◆ **The task**
Look through the data for the string "handling". Copy every line where it is found.

◆ **Provided records**
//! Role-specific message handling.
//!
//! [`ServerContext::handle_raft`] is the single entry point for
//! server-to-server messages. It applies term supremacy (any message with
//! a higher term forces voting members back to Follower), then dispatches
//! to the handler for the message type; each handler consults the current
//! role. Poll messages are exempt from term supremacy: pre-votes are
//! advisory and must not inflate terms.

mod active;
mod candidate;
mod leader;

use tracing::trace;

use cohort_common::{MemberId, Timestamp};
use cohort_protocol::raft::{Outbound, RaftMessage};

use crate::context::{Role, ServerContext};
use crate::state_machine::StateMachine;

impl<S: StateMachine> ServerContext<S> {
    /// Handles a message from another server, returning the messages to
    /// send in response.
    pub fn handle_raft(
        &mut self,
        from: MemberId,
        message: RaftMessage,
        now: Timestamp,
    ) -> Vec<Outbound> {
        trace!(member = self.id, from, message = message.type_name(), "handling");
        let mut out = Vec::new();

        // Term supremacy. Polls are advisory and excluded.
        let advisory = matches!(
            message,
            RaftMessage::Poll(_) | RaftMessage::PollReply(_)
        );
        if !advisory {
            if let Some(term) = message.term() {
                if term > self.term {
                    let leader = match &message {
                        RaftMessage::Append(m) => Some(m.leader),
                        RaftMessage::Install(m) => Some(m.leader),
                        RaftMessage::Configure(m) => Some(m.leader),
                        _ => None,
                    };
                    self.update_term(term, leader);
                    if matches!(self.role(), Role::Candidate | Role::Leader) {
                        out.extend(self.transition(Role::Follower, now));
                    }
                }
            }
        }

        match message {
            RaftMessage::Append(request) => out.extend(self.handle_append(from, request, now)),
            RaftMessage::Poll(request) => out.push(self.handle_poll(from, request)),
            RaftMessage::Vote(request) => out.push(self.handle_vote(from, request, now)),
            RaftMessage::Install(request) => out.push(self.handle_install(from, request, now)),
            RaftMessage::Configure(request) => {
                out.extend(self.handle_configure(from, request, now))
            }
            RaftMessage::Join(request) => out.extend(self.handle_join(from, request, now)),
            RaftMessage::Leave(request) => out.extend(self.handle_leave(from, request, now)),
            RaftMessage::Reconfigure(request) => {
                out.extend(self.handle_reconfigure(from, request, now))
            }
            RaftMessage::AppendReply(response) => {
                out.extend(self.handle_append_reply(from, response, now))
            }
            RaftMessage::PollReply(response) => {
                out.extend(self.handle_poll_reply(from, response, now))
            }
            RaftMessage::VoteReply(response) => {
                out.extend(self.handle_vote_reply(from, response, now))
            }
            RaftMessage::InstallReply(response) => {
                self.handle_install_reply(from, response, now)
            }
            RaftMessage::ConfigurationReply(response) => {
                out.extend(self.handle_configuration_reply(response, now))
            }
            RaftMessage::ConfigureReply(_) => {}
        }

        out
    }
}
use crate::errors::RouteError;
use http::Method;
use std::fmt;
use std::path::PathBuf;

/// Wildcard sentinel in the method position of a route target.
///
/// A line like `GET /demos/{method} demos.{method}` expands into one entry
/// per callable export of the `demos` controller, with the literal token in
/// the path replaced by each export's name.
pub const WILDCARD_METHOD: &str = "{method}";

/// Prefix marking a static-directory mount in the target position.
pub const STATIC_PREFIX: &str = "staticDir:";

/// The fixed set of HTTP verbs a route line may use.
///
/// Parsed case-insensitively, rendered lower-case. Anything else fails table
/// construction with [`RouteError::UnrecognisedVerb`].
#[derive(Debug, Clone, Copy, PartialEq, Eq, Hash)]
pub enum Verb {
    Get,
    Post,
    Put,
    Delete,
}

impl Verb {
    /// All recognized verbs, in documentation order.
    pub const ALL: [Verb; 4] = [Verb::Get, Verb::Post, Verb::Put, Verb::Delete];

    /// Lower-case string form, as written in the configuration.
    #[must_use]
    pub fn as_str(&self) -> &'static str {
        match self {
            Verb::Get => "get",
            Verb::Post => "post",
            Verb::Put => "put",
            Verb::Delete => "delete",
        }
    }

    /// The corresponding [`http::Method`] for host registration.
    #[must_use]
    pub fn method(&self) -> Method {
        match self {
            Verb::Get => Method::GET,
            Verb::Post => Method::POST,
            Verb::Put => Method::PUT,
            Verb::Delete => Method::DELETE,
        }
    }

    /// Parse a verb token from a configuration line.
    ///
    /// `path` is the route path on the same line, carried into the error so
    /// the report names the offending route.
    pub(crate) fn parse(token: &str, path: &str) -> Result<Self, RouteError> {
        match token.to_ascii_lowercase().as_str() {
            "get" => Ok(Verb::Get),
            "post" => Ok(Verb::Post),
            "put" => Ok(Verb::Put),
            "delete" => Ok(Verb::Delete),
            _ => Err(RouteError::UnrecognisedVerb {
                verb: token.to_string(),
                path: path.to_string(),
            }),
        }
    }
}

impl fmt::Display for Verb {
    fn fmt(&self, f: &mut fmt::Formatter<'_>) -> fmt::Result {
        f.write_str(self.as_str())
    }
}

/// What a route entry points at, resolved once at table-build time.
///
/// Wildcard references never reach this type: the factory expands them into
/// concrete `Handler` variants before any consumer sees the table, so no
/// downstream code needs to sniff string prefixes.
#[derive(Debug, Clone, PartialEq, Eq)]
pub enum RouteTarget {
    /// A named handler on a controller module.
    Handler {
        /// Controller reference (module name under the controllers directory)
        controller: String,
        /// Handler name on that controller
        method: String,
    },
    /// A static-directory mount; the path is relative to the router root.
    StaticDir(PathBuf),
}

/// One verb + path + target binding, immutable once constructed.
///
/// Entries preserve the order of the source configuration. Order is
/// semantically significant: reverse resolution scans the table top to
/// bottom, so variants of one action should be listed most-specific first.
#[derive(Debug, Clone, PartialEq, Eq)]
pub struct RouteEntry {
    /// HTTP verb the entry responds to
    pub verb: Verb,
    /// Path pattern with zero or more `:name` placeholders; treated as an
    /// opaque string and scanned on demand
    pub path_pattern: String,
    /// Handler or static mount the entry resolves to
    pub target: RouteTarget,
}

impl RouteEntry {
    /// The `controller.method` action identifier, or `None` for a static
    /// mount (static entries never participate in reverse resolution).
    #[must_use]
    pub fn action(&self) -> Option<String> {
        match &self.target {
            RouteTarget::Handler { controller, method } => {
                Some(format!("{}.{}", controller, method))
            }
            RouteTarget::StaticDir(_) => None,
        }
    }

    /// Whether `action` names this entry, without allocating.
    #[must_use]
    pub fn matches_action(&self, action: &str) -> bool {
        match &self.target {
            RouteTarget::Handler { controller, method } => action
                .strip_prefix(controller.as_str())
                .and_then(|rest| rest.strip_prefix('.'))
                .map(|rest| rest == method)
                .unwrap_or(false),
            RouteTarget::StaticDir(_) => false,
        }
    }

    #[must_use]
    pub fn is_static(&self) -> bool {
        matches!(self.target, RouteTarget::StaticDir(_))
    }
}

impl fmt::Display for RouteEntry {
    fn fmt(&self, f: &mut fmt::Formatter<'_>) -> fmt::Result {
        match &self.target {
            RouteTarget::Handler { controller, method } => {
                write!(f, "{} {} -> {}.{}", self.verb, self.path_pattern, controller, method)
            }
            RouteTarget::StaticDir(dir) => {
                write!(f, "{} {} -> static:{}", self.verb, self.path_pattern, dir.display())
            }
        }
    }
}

◆ **Written solution**
//! Role-specific message handling.
        trace!(member = self.id, from, message = message.type_name(), "handling");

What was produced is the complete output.